Cuando al finalizar el partido le preguntaron a Herrera si creía que el Real Zaragoza corría riesgo de descenso, el técnico del Valladolid fue concluyente: «Rotundamente no. Más bien podría dar alguna sorpresa hacia el otro lado». A Herrera, como a casi todos en la última década, no le fue bien en La Romareda, pero tiene la mili hecha en su profesión. Ayer se marchaba contento de vuelta a casa con un punto después de haber sobrevivido a un estupendo Zaragoza en la primera parte: dinámico, enérgico, decidido, con el balón como aliado, con bandas profundas, arrinconando al rival, creando juego y generando ocasiones, que una detrás de otra terminaron en el limbo de lo que pudo ser y no fue.

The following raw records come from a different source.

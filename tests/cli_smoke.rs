use assert_cmd::Command;
use predicates::str::{contains, diff};
use std::fs;
use std::time::{SystemTime, UNIX_EPOCH};

fn write_temp_config(contents: &str, extension: &str) -> std::path::PathBuf {
    let mut path = std::env::temp_dir();
    let nanos = SystemTime::now()
        .duration_since(UNIX_EPOCH)
        .expect("time should be available")
        .as_nanos();
    path.push(format!("counter-sim-{}.{}", nanos, extension));
    fs::write(&path, contents).expect("config write should succeed");
    path
}

const SINGLE_WINDOW_TOML: &str = r#"
duration_min = 20.0
priority_ratio = 0.0
seed = 1

[windows]
initial = 1
min = 1
max = 1
open_threshold = 1000
close_threshold = 0

[[arrivals]]
id = 1
class = "normal"
arrival_min = 0.0
service_min = 5.0

[[arrivals]]
id = 2
class = "normal"
arrival_min = 1.0
service_min = 5.0

[[arrivals]]
id = 3
class = "normal"
arrival_min = 2.0
service_min = 5.0
"#;

const SINGLE_WINDOW_SUMMARY: &str = concat!(
    "Simulation time: 20.00 min\n",
    "Total served: 3\n",
    "Throughput: 9.00 customers/hour\n",
    "normal: served 3, avg wait 4.00 min, max wait 8.00 min\n",
    "priority: served 0, avg wait 0.00 min, max wait 0.00 min\n",
    "window 0: utilization 75.00%, idle 25.00%, served 3, open\n",
    "Leftover: normal 0, priority 0\n",
);

#[test]
fn summary_of_single_window_backlog_is_stable() {
    let path = write_temp_config(SINGLE_WINDOW_TOML, "toml");
    let mut cmd = Command::cargo_bin("counter-sim").unwrap();
    cmd.args(["--config", path.to_str().unwrap(), "--format", "summary"]);
    cmd.assert().success().stdout(diff(SINGLE_WINDOW_SUMMARY));
}

#[test]
fn human_output_includes_event_log() {
    let path = write_temp_config(SINGLE_WINDOW_TOML, "toml");
    let mut cmd = Command::cargo_bin("counter-sim").unwrap();
    cmd.args(["--config", path.to_str().unwrap()]);
    cmd.assert()
        .success()
        .stdout(contains(
            "time 0.00: customer 1 (normal) arrived, estimated service 5.00 min",
        ))
        .stdout(contains(
            "time 5.00: customer 2 (normal) started at window 0, waited 4.00 min",
        ))
        .stdout(contains(
            "time 15.00: customer 3 finished at window 0, service 5.00 min",
        ))
        .stdout(contains("Total served: 3"));
}

#[test]
fn json_output_is_valid_json() {
    let path = write_temp_config(SINGLE_WINDOW_TOML, "toml");
    let mut cmd = Command::cargo_bin("counter-sim").unwrap();
    cmd.args(["--config", path.to_str().unwrap(), "--format", "json"]);
    let assert = cmd.assert().success();
    let stdout = String::from_utf8(assert.get_output().stdout.clone()).unwrap();
    let value: serde_json::Value = serde_json::from_str(&stdout).expect("stdout should be JSON");
    assert_eq!(value["stats"]["total_served"], 3);
    assert_eq!(value["leftover_normal"], 0);
    assert!(value["events"].as_array().unwrap().len() >= 9);
}

#[test]
fn seeded_random_run_is_reproducible() {
    let run = || {
        let mut cmd = Command::cargo_bin("counter-sim").unwrap();
        cmd.args([
            "--customers",
            "40",
            "--seed",
            "42",
            "--duration",
            "120",
            "--format",
            "summary",
        ]);
        let assert = cmd.assert().success();
        String::from_utf8(assert.get_output().stdout.clone()).unwrap()
    };
    let first = run();
    assert!(first.contains("Simulation time: 120.00 min"));
    assert_eq!(first, run());
}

La segunda parte fue otra historia. La alarmante ausencia de fondo físico, de piernas para mantener el nivel agonístico, el ritmo y la velocidad de balón, quedaron otra vez en evidencia.

Así que primero por la mala definición y después por impotencia física, el botín resultó solo un punto, frustrante en tanto en cuanto la línea del descenso se acerca peligrosamente a tres a pesar del buen partido. Láinez ha cambiado drásticamente al Zaragoza. Lo ha hecho más valiente, lo ha ordenado alrededor de la pelota, lo ha alejado de la portería propia y le ha insuflado un entusiasmo desconocido este año. Pombo es la personificación de ese viento nuevo de frescura. A pesar de todo ello y del buen augurio de Herrera, la amenaza de los cuatro últimos puestos sigue ahí cerca. Tardando la intemerata en cambiar de entrenador, el Zaragoza dejó pasar un tren para el que aún hubiera tenido asiento.